Referring still to FIG. 4, after detecting the fluid inflows and/or fluid production rates within wellbore at 216 and the operating parameter at 217, the method 200 proceeds to correlate an operating parameter such as the pressure, drawdown pressure, rate of change or pressure, and/or force on the production face with the detected fluid inflow and/or fluid inflow rates (e.g., the hydrocarbon production rates, the fluid production rates, etc.) at 218. Thus, in some embodiments, the correlating at block 218 may comprise correlating one or more of the operating parameters described herein to the fluid production rates. In some embodiments, the correlation at block 218 may comprise correlating a plurality of (i.e., two or more) of the operating parameters as described herein with the fluid production rates.

In some embodiments, the operating parameter correlated with the hydrocarbon fluid inflow and the fluid inflow can comprise a force on the production face. The force on the production face can include, but is not limited to, a flux of the one or more fluids through the at least one production face of the wellbore, or an acceleration of the one or more fluids between a reservoir and an interior of the wellbore at the production face of the at least one production zone. The flux of the one or more fluids through the production face refers to an amount of fluid passing through an area defined by the production face within the production zone per time period. The flux can be measured using flow rate measurements obtained from the DAS or other sensors along with known geometric parameters of the wellbore and production face. The flux provides a measure of the force on the face of the formation by relating the amount of fluid being drawn across the face over time. In general, a larger fluid flow across the face of the formation (and thus a high flux) per each unit of time correlates to a larger force on the production face of the wellbore. The rate of change of the flux can also affect the amount of sand where a larger change in the flux (e.g., a larger increase in the flux) can result in a higher rate of sanding.

Similarly, an acceleration of the one or more fluids between the reservoir and the interior of the wellbore can be measured using flow and/or pressure measurements within a production zone. The acceleration of the one or more fluids can be related to a force on the formation wall, which can affect the rate of fluid inflow into the wellbore.
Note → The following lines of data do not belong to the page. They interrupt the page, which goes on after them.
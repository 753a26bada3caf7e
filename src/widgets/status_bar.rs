use ratatui::prelude::*;
use ratatui::text::{Line, Span};
use ratatui::widgets::*;

use crate::ui::{AppState, PendingConfirm, ToastLevel};

fn toast_spans(state: &AppState) -> Vec<Span<'static>> {
    let Some(t) = &state.toast else {
        return Vec::new();
    };
    let color = state.theme.level(t.level);
    let tag = match t.level {
        ToastLevel::Success => "[OK]",
        ToastLevel::Error => "[ERROR]",
        ToastLevel::Info => "[INFO]",
    };
    vec![
        Span::styled(
            format!("{tag} "),
            Style::default().fg(color).add_modifier(Modifier::BOLD),
        ),
        Span::styled(format!("{}  |  ", t.text), Style::default().fg(color)),
    ]
}

pub fn draw_footer(f: &mut Frame, area: Rect, state: &AppState, help_text: &str) {
    let mut spans: Vec<Span> = Vec::new();
    if !state.loading.is_empty() {
        let spinner = ["⠋", "⠙", "⠸", "⠴", "⠦", "⠇"][state.tick as usize % 6];
        spans.push(Span::raw(format!(" {spinner} {} pending", state.loading.len())));
        spans.push(Span::raw("  |  "));
    }
    if let Some(confirm) = &state.confirm {
        let what = match confirm {
            PendingConfirm::Remove { id, .. } => format!("remove {id}"),
            PendingConfirm::RemoveAll { tab } => format!(
                "remove all {}",
                state
                    .browsers
                    .get(*tab)
                    .map(|b| b.spec().title.as_str())
                    .unwrap_or("entries")
            ),
        };
        spans.push(Span::styled(
            format!("Confirm {what}? [y/n]"),
            state.theme.editing(),
        ));
        let p = Paragraph::new(Line::from(spans));
        f.render_widget(p, area);
        return;
    }
    spans.extend(toast_spans(state));
    spans.push(Span::styled(
        help_text.to_string(),
        Style::default().fg(Color::DarkGray),
    ));
    let p = Paragraph::new(Line::from(spans));
    f.render_widget(p, area);
}
/// Monotonic request generation counter.
///
/// Every request that may overwrite view state takes a fresh generation; a
/// response is applied only if it carries the latest one. Bumping without
/// issuing a request (`invalidate`) orphans everything in flight.
#[derive(Debug, Clone, Copy, Default, PartialEq, Eq)]
pub struct Generation {
    latest: u64,
}

impl Generation {
    pub fn issue(&mut self) -> u64 {
        self.latest += 1;
        self.latest
    }

    pub fn invalidate(&mut self) {
        self.latest += 1;
    }

    pub fn is_current(&self, generation: u64) -> bool {
        generation == self.latest
    }

    #[cfg(test)]
    pub fn latest(&self) -> u64 {
        self.latest
    }
}

#[cfg(test)]
mod tests {
    use super::*;

    #[test]
    fn only_latest_issued_generation_is_current() {
        let mut g = Generation::default();
        let a = g.issue();
        let b = g.issue();
        assert!(!g.is_current(a));
        assert!(g.is_current(b));
        g.invalidate();
        assert!(!g.is_current(b));
        assert!(g.latest() > b);
    }
}
use ratatui::prelude::*;
use ratatui::widgets::Paragraph;

use crate::ui::AppState;

pub fn draw_header(f: &mut Frame, area: Rect, state: &AppState) {
    let theme = &state.theme;
    let title = state.config.header.as_deref().unwrap_or("CSLE Console");
    let server = state
        .client
        .as_ref()
        .map(|c| c.base_url().to_string())
        .unwrap_or_else(|| state.config.server.clone());
    let user = match state.session.data() {
        Some(d) if d.admin => Span::styled(
            format!("{} (admin)", d.username),
            Style::default().fg(theme.ok),
        ),
        Some(d) => Span::styled(d.username.clone(), Style::default().fg(theme.ok)),
        None => Span::styled("not logged in", theme.muted()),
    };
    let line = Line::from(vec![
        Span::styled(
            format!(" {title} "),
            Style::default()
                .fg(theme.brand)
                .add_modifier(Modifier::BOLD),
        ),
        Span::styled("│ ", Style::default().fg(theme.frame)),
        Span::styled(server, Style::default().fg(theme.link)),
        Span::styled(" │ ", Style::default().fg(theme.frame)),
        user,
    ]);
    f.render_widget(Paragraph::new(line), area);
}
In some embodiments, the correlating at block 218 may comprise constructing a look up table and/or a mathematical relationship and/or model. In some embodiments, the correlating at block 218 may comprise constructing a plurality of look up tables and/or a plurality of mathematical relationships and/or models.

In addition, in some embodiments, the correlating at block 218 may comprise constructing a fluid inflow prediction model that correlates the fluid inflow(s) (including the fluid inflow rate(s) per fluid type and/or phase as described above) with the operating parameter or parameters. Thus, the fluid inflow prediction model may receive input (at least partially) from the output of the fluid inflow detection model described above (e.g., such as the fluid inflow events and/or rates).

In some embodiments, the fluid inflow prediction model can be developed using and/or may include machine learning such as a neural network, a Bayesian network, a decision tree, a logistical regression model, or a normalized logistical regression, or other supervised learning models. In some embodiments, the fluid inflow prediction model may predict a fluid inflow and/or fluid inflow rates based on a production rate of the one or more fluids from the production zone of the wellbore and/or the operating parameter(s) as described above. In some embodiments, the fluid inflow prediction model may predict a fluid inflow and/or fluid inflow rate(s) based on one or more reservoir properties of the production zone either in lieu of or in addition to the other parameters described above. In some embodiments the one or more reservoir features may comprise porosity, permeability, a measure of consolidation of a formation material, a type of formation material, or any combination or variant thereof.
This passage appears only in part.